Around 800 employees at the health and beauty giant's Beeston headquarters are involved in consultations, with up to 350 roles at risk, it confirmed to C+D this morning (February 28).
In a statement, which did not mention specific figures for impacted staff, Boots said it planned to reduce head office costs by around 20%, with the aim of "creating smaller and more agile support teams".
The multiple confirmed to C+D yesterday evening that no roles in its 2,485 pharmacies would be affected.
However, the pharmacy support function in its head office includes a "very small number of pharmacists who might be impacted".
"We will be doing everything we can to identify opportunities for redeployment to other roles," said the multiple, adding that "the vast majority of colleagues are not affected by today’s announcement".
Commenting on the restructure, Seb James, managing director Boots UK and ROI, said: "Like all retailers, we are operating in a new environment in which customers need us to move much faster and recognise that they want to shop differently.
"Boots has a powerful brand presence, 63,000 amazing colleagues, and the trust and loyalty of the people who shop with us across all our channels.
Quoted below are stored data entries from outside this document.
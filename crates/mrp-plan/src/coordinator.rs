//! 預留協調器
//!
//! 把規劃結果綁定為需求的有效預留套組：每個需求至多一套，
//! 提交時逐筆驗證批次支撐，任一筆失效即整套回滾。

use mrp_core::{Allocation, Demand, MrpError, Result};
use mrp_ledger::InventoryLedger;
use rust_decimal::Decimal;
use serde::{Deserialize, Serialize};
use std::collections::HashMap;
use std::sync::{Arc, Mutex, MutexGuard};
use uuid::Uuid;

use crate::PlanResult;

/// 提交結果摘要
#[derive(Debug, Clone, Serialize, Deserialize)]
pub struct CommitResult {
    /// 需求 ID
    pub demand_id: Uuid,

    /// 套組內的分配筆數
    pub allocation_count: usize,

    /// 套組總數量
    pub total_quantity: Decimal,
}

/// 預留協調器
#[derive(Debug)]
pub struct ReservationCoordinator {
    /// 庫存帳
    ledger: Arc<InventoryLedger>,

    /// 有效預留套組登錄（需求 ID → 分配套組）
    active: Mutex<HashMap<Uuid, Vec<Allocation>>>,
}

impl ReservationCoordinator {
    /// 創建新的協調器
    pub fn new(ledger: Arc<InventoryLedger>) -> Self {
        Self {
            ledger,
            active: Mutex::new(HashMap::new()),
        }
    }

    /// 提交規劃結果為需求的有效預留套組
    ///
    /// 規劃產生的分配已在庫存帳預留；提交逐筆驗證批次仍有
    /// 足額預留支撐（防止釋放後重播過期的規劃結果），全數通過
    /// 才登錄。任一筆失效即釋放整套並回傳
    /// [`MrpError::PartialAllocationFailure`]，帳面回到提交前狀態。
    pub fn commit(&self, demand: &Demand, plan: &PlanResult) -> Result<CommitResult> {
        if plan.demand_id != demand.id {
            return Err(MrpError::Other(format!(
                "規劃結果與需求不符: 規劃 {} 需求 {}",
                plan.demand_id, demand.id
            )));
        }

        tracing::info!(
            "提交預留套組：需求 {}，分配 {} 筆",
            demand.id,
            plan.allocations.len()
        );

        let mut registry = self.registry()?;
        if registry.contains_key(&demand.id) {
            return Err(MrpError::AlreadyCommitted(demand.id));
        }

        for allocation in &plan.allocations {
            if self.ledger.holds(allocation)? {
                continue;
            }
            tracing::debug!(
                "分配失去批次支撐：批次 {} 物料 {}，回滾整套",
                allocation.batch_id,
                allocation.material_id
            );
            self.release_set(&plan.allocations);
            return Err(MrpError::PartialAllocationFailure(format!(
                "需求 {} 的分配 {} 已失去批次 {} 的預留支撐",
                demand.id, allocation.id, allocation.batch_id
            )));
        }

        let total_quantity = plan.allocations.iter().map(|a| a.quantity).sum();
        registry.insert(demand.id, plan.allocations.clone());

        Ok(CommitResult {
            demand_id: demand.id,
            allocation_count: plan.allocations.len(),
            total_quantity,
        })
    }

    /// 釋放需求的整套預留回可用量並關閉登錄
    pub fn release(&self, demand_id: Uuid) -> Result<usize> {
        let allocations = self.take_set(demand_id)?;
        tracing::info!("釋放預留套組：需求 {}，分配 {} 筆", demand_id, allocations.len());
        self.drain_set(demand_id, allocations, |ledger, allocation| {
            ledger.release(allocation)
        })
    }

    /// 取消需求（釋放的別名流程，語意為整筆需求作廢）
    pub fn cancel(&self, demand_id: Uuid) -> Result<usize> {
        tracing::info!("取消需求：{}", demand_id);
        self.release(demand_id)
    }

    /// 把整套預留轉為永久扣帳並關閉登錄（生產已執行）
    pub fn consume(&self, demand_id: Uuid) -> Result<usize> {
        let allocations = self.take_set(demand_id)?;
        tracing::info!("扣帳預留套組：需求 {}，分配 {} 筆", demand_id, allocations.len());
        self.drain_set(demand_id, allocations, |ledger, allocation| {
            ledger.consume(allocation)
        })
    }

    /// 需求是否持有有效預留套組
    pub fn is_committed(&self, demand_id: Uuid) -> Result<bool> {
        Ok(self.registry()?.contains_key(&demand_id))
    }

    /// 逐筆套用操作；中途失敗時把未處理的殘餘放回登錄
    fn drain_set<F>(&self, demand_id: Uuid, allocations: Vec<Allocation>, op: F) -> Result<usize>
    where
        F: Fn(&InventoryLedger, &Allocation) -> Result<()>,
    {
        let count = allocations.len();
        for (i, allocation) in allocations.iter().enumerate() {
            if let Err(e) = op(&self.ledger, allocation) {
                let remainder: Vec<Allocation> = allocations[i..].to_vec();
                tracing::warn!(
                    "需求 {} 套組處理中斷於分配 {}，殘餘 {} 筆放回登錄: {}",
                    demand_id,
                    allocation.id,
                    remainder.len(),
                    e
                );
                self.registry()?.insert(demand_id, remainder);
                return Err(e);
            }
        }
        Ok(count)
    }

    fn take_set(&self, demand_id: Uuid) -> Result<Vec<Allocation>> {
        self.registry()?
            .remove(&demand_id)
            .ok_or_else(|| MrpError::Other(format!("需求 {} 無有效預留套組", demand_id)))
    }

    /// 回滾路徑的盡力釋放，個別失敗僅記錄
    fn release_set(&self, allocations: &[Allocation]) {
        for allocation in allocations {
            if let Err(e) = self.ledger.release(allocation) {
                tracing::warn!(
                    "回滾釋放失敗: 批次 {} 物料 {}: {}",
                    allocation.batch_id,
                    allocation.material_id,
                    e
                );
            }
        }
    }

    fn registry(&self) -> Result<MutexGuard<'_, HashMap<Uuid, Vec<Allocation>>>> {
        self.active
            .lock()
            .map_err(|e| MrpError::Other(format!("預留登錄鎖取得失敗: {}", e)))
    }
}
These things make us very strong, but not immune to change, and the change we announce today will help assure the long-term future of this remarkable 170-year-old company.
"The vast majority of head office roles will be unaffected, and we intend to make sure that the number of people concerned is minimised through redeployment, natural attrition, flexible working and other measures. A consultation process with affected colleagues will begin immediately."
The restructure is part of a $1 billion global cost-saving programme announced by the parent company Walgreens Boots Alliance in December.